» **What is needed**
Among the entries below, find the lines with the word "configured" and copy them.
──────── Data extract
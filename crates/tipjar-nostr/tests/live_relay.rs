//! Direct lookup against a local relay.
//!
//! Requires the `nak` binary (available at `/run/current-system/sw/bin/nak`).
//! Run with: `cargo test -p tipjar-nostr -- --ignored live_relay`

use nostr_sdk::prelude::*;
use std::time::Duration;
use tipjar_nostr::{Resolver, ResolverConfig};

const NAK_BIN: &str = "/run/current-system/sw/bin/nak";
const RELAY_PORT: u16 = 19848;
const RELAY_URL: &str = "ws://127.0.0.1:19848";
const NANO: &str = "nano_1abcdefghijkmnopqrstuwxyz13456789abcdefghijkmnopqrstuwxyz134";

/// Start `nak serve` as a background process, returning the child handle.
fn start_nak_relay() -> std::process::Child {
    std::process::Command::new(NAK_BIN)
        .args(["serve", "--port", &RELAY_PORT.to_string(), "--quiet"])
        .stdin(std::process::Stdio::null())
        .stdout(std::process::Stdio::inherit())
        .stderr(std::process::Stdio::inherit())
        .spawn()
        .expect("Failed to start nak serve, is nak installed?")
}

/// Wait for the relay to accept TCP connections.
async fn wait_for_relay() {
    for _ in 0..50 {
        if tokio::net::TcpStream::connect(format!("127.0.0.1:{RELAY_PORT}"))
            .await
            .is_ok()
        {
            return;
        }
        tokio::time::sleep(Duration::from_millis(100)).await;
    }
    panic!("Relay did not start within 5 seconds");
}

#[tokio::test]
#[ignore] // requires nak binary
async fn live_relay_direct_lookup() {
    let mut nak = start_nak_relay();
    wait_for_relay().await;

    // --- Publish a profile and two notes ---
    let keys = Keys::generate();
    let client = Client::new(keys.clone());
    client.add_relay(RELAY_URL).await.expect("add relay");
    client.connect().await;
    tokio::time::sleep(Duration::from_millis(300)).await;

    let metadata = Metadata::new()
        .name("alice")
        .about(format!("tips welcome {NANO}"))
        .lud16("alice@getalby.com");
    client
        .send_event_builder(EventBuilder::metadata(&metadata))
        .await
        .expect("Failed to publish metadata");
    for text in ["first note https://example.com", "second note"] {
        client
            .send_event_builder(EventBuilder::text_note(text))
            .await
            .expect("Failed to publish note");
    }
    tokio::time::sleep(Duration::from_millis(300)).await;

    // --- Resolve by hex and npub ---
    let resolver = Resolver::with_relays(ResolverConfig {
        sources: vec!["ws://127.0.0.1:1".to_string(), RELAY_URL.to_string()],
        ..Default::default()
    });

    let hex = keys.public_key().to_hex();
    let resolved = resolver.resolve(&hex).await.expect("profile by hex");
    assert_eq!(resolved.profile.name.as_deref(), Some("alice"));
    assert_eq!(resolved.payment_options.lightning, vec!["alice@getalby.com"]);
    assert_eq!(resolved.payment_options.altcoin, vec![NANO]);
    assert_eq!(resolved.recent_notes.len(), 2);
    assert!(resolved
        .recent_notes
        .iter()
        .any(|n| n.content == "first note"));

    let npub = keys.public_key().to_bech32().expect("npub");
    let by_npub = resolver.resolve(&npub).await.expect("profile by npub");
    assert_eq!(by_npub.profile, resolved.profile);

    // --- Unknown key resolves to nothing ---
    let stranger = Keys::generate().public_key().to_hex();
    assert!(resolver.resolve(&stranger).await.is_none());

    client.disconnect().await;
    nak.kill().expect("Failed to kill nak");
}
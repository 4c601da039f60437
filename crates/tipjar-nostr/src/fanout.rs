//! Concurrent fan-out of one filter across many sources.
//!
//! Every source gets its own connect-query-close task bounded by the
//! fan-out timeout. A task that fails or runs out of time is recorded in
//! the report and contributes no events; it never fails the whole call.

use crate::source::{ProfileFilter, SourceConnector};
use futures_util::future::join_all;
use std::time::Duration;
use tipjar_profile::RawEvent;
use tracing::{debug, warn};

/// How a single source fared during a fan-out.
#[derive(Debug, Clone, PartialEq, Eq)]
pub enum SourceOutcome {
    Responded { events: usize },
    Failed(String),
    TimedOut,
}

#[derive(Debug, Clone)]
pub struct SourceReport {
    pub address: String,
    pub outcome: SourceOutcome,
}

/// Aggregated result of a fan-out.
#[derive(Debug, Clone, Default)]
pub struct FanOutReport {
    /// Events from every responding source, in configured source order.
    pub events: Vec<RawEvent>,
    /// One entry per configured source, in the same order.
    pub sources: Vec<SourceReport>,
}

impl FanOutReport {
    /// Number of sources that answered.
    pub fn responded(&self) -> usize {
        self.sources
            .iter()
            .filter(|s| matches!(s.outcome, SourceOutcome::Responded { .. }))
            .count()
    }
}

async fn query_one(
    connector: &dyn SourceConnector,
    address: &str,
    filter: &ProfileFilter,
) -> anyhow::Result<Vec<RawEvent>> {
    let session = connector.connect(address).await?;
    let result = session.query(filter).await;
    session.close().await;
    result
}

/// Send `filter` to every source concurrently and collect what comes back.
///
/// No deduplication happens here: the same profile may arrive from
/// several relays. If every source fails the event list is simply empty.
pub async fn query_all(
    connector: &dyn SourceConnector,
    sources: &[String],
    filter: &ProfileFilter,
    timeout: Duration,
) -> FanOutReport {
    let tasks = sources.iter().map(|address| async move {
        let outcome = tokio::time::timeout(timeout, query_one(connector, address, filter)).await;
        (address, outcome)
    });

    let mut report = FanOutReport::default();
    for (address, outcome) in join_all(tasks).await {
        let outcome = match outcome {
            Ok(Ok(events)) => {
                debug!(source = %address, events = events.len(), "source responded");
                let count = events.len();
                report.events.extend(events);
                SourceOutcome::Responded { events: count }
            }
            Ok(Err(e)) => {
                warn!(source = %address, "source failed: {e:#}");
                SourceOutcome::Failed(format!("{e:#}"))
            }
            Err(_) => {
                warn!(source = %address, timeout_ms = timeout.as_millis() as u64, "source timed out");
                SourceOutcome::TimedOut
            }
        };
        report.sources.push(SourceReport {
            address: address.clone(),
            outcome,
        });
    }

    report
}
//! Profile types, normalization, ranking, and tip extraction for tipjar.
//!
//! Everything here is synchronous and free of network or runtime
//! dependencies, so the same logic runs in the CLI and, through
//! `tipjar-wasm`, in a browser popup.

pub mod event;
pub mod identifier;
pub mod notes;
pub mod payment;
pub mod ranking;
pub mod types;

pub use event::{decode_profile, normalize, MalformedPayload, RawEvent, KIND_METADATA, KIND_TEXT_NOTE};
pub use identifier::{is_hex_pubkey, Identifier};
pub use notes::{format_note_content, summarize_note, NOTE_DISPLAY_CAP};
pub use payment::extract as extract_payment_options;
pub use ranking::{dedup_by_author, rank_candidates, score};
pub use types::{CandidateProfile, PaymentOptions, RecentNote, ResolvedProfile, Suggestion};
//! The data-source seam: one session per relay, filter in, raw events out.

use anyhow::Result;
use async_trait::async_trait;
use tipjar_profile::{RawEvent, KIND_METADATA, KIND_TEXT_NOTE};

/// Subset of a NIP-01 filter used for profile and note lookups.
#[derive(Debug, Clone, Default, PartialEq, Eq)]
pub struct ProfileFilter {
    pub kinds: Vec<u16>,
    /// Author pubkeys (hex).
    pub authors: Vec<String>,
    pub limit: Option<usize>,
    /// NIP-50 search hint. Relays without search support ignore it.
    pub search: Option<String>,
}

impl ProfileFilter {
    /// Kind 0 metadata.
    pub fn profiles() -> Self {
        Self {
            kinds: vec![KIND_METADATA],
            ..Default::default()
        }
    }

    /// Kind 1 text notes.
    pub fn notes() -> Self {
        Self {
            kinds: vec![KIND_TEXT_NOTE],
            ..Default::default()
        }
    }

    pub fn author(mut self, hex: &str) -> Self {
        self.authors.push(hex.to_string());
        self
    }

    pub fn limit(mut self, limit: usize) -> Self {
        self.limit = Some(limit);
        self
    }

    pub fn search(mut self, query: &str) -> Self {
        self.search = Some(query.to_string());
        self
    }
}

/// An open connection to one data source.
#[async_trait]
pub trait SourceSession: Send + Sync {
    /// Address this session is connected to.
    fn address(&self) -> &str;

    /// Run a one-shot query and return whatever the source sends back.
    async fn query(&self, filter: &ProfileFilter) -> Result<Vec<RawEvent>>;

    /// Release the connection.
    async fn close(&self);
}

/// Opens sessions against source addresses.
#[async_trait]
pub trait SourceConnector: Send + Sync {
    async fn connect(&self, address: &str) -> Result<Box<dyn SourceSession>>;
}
────────────────
» **Answer below**
    /// Events from every responding source, in configured source order.
    /// One entry per configured source, in the same order.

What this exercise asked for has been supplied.